Distance metrics play a crucial role in several Machine Learning (ML) techniques, aimed at recognising patterns, extracting information, and more. Recommendations systems and facial recognition technologies rely heavily on ML to offer accurate data to users. Nonetheless, it is essential to maintain some minimal separation from the data while working with ML algorithms, so that it can effectively differentiate between distinct materials based on their similarities, a concept known as “distance metric”.
A precise calculation of the distance between different data points is crucial for identifying patterns and drawing credible conclusions from input data, ultimately leading to a more reliable outcome. This, in turn, boosts the efficacy of both supervised and unsupervised machine learning algorithms employeed for tasks such as clustering, classification, and information retrieval. To know more about the comparison between deep learning and machine learning, check out our blog on “The Final Showdown: Deep Learning vs. Machine Learning”.

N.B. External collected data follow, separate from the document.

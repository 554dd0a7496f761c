extern crate serde_derive;

#[macro_use]
pub mod logging;

pub mod error;
pub mod rand;
pub mod seed;
pub mod state;
pub mod tausworthe;

pub use crate::error::*;
pub use crate::logging::*;
pub use crate::rand::{Bounds, RangeCheck};
pub use crate::seed::{clock_seed, seed, seed_if_unseeded};
pub use crate::state::{GeneratorState, SerializableState};
use failure::Fail;

#[derive(Debug, Fail)]
pub enum RandomError {
  #[fail(display = "Invalid seed {}: seeds must be finite", value)]
  InvalidSeed { value: f64 },
  #[fail(display = "Invalid range: upper bound {} is less than lower bound {}", upper, lower)]
  InvalidRange { lower: f64, upper: f64 },
  /// A register whose top `k` bits are all zero would get stuck on the
  /// all-zero cycle.
  #[fail(display = "Corrupt generator state: register {} is degenerate", slot)]
  CorruptState { slot: usize },
}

Within this article, we will delve into the realm of distance metrics, explore their various types, and scrutinise their mathematical computations as well as their relevance in machine learning algorithms. Consequently, readers will be able to make sound decisions while selecting the most suitable distance metric for their machine learning model.
Understanding the Basic Concept of Euclidean Distance
Among the various approaches in the field of mathematics, the Euclidean distance measure holds a pre-eminent position. This technique of calculating distance utilises the Pythagorean theorem, which provides the shortest route between two points in a given coordinate system. By using this theory, the Euclidean distance measure can accurately generate the shortest distance between two points, rendering it highly effective.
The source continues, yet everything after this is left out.